The expected response is a copy of every line in the entries below that includes the word "impl".

● ● ● ● ● ● ●

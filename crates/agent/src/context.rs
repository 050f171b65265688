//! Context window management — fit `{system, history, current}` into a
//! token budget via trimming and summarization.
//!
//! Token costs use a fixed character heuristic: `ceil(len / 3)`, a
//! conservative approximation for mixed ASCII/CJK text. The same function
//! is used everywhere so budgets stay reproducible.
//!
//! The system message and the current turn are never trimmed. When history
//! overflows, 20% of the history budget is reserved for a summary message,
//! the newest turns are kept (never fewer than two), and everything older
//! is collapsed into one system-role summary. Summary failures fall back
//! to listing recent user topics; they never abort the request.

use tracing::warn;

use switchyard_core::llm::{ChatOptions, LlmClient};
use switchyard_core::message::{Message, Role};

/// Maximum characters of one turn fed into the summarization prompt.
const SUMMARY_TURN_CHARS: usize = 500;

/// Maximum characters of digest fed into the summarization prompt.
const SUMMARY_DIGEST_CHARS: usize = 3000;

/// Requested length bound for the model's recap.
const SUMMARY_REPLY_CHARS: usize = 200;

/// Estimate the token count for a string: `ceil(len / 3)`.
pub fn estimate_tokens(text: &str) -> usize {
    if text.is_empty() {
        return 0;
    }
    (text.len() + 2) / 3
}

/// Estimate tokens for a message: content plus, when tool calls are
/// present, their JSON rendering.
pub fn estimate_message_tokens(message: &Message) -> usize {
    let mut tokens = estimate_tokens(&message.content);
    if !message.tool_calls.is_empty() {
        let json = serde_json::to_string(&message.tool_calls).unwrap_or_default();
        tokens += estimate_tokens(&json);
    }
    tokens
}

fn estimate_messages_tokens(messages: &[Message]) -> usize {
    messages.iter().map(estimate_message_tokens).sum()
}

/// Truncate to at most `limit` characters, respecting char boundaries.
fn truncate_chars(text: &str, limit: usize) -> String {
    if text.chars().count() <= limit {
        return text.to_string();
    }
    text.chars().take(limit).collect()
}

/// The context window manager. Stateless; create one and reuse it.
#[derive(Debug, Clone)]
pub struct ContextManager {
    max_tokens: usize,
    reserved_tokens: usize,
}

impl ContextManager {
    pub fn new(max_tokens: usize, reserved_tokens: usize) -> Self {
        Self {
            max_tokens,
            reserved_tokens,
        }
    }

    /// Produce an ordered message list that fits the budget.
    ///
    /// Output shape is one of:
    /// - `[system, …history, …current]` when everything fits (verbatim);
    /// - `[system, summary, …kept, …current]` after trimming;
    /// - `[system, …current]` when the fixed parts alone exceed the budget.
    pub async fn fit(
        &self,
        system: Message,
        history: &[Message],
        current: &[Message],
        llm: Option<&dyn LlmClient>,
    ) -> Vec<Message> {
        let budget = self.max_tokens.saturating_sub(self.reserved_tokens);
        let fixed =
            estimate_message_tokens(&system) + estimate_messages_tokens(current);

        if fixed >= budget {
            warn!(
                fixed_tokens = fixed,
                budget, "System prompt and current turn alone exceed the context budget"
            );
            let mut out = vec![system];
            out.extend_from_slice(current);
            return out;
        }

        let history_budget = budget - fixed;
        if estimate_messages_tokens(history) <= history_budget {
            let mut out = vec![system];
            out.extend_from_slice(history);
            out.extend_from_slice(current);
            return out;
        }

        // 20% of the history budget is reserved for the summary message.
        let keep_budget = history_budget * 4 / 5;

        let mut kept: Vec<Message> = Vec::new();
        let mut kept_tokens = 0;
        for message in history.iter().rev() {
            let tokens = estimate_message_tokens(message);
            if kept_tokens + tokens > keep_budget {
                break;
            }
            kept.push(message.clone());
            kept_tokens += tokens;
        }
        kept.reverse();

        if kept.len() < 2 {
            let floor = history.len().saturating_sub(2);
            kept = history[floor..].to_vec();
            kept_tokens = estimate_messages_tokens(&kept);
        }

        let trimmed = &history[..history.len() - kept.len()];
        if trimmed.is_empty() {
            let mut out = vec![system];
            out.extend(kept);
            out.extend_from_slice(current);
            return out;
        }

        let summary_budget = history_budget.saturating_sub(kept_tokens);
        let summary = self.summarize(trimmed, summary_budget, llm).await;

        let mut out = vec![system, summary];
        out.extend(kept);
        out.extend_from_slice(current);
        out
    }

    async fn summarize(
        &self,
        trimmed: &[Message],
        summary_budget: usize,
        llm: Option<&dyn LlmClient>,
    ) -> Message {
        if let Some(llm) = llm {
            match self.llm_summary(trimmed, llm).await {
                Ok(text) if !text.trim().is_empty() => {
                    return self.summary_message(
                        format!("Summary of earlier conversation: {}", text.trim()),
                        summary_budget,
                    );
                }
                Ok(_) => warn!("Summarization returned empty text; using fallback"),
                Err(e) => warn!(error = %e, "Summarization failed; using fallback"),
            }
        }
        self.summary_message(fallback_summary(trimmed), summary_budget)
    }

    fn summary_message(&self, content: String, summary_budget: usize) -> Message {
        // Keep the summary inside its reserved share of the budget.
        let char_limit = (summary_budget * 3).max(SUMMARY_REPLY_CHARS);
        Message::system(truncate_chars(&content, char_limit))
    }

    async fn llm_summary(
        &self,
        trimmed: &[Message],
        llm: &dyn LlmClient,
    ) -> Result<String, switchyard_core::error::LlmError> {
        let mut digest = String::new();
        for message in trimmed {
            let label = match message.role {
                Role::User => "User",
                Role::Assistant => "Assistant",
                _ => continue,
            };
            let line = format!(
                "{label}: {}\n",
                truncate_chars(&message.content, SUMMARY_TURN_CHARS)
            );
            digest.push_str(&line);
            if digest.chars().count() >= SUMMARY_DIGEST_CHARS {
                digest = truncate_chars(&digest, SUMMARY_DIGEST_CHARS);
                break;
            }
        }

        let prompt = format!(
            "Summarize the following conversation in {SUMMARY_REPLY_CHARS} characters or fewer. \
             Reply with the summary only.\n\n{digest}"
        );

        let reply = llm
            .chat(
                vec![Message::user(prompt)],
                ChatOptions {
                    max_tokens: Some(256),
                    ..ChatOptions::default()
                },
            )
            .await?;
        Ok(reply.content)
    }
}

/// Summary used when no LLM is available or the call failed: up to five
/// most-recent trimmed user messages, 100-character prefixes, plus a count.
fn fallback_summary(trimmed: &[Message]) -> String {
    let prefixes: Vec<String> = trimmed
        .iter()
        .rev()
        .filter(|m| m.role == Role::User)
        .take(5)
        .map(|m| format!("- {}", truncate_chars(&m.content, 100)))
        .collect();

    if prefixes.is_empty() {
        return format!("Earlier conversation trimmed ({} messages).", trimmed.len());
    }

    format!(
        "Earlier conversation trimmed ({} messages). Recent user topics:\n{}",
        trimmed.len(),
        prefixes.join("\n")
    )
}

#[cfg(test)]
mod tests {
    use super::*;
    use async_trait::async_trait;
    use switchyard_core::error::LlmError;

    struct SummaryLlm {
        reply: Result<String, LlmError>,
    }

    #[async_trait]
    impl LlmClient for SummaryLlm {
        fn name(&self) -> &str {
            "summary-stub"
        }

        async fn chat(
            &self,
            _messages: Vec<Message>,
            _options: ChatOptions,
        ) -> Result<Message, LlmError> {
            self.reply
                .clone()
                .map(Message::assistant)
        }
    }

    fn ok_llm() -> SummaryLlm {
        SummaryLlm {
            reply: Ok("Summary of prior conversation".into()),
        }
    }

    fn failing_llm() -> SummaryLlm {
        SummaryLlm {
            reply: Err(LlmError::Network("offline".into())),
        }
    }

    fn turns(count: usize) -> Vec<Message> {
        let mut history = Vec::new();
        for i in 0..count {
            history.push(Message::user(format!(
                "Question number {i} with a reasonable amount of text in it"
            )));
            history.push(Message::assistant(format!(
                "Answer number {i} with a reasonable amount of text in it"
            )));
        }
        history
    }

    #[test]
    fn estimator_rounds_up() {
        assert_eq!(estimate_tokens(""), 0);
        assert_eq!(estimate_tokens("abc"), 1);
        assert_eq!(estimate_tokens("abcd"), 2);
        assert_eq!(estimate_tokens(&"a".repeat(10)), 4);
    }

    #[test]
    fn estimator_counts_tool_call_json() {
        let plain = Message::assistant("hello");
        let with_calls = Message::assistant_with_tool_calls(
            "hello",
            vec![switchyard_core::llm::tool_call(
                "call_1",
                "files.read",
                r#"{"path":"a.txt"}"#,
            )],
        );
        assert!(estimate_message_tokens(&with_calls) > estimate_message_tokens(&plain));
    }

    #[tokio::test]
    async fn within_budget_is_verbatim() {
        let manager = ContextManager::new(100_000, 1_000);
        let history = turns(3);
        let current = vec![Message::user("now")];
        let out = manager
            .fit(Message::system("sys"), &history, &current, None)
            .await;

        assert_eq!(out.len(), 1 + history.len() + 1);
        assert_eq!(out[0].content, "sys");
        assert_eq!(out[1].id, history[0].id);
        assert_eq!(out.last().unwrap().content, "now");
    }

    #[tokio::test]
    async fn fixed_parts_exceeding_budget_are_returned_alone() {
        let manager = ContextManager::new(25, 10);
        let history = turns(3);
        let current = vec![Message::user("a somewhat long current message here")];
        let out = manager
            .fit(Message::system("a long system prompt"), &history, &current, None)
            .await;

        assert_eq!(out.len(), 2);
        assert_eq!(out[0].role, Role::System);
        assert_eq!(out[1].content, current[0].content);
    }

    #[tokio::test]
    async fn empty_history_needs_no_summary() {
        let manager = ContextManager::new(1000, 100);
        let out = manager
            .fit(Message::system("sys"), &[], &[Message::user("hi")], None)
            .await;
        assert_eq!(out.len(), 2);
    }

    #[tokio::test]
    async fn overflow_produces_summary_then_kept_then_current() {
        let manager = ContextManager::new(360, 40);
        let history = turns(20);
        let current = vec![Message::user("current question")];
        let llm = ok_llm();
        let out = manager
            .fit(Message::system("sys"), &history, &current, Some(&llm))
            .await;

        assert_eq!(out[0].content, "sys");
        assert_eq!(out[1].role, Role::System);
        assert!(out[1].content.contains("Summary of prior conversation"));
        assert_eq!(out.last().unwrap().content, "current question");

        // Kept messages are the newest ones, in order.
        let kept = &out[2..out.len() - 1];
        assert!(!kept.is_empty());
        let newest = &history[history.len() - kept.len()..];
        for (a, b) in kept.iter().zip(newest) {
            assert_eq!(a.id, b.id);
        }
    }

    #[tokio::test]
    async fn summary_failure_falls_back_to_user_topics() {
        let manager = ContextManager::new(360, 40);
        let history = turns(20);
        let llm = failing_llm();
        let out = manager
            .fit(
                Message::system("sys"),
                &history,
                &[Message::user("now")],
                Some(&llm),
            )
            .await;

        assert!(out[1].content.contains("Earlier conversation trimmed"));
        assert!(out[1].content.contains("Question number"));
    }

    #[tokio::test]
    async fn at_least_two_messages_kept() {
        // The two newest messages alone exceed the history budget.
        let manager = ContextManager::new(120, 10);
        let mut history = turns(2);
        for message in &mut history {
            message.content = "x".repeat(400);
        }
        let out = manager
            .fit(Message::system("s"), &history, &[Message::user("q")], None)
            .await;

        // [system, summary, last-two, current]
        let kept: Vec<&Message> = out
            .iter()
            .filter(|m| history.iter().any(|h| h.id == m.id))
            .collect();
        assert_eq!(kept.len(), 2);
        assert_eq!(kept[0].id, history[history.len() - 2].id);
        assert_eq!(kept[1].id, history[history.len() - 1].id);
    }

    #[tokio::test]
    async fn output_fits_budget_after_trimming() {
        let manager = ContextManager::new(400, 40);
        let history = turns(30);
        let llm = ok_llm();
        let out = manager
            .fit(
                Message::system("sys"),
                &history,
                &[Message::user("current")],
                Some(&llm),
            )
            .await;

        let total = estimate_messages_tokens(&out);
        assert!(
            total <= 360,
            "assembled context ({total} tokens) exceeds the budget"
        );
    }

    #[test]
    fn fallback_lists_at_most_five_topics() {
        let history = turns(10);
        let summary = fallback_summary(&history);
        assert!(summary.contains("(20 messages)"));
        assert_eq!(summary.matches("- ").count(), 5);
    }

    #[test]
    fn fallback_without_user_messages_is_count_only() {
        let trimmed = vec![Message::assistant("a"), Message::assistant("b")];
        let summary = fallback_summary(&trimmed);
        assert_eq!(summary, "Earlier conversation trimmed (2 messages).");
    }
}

● ● ● ● ● ● ●

[Response to the exercise]
impl ContextManager {
    impl LlmClient for SummaryLlm {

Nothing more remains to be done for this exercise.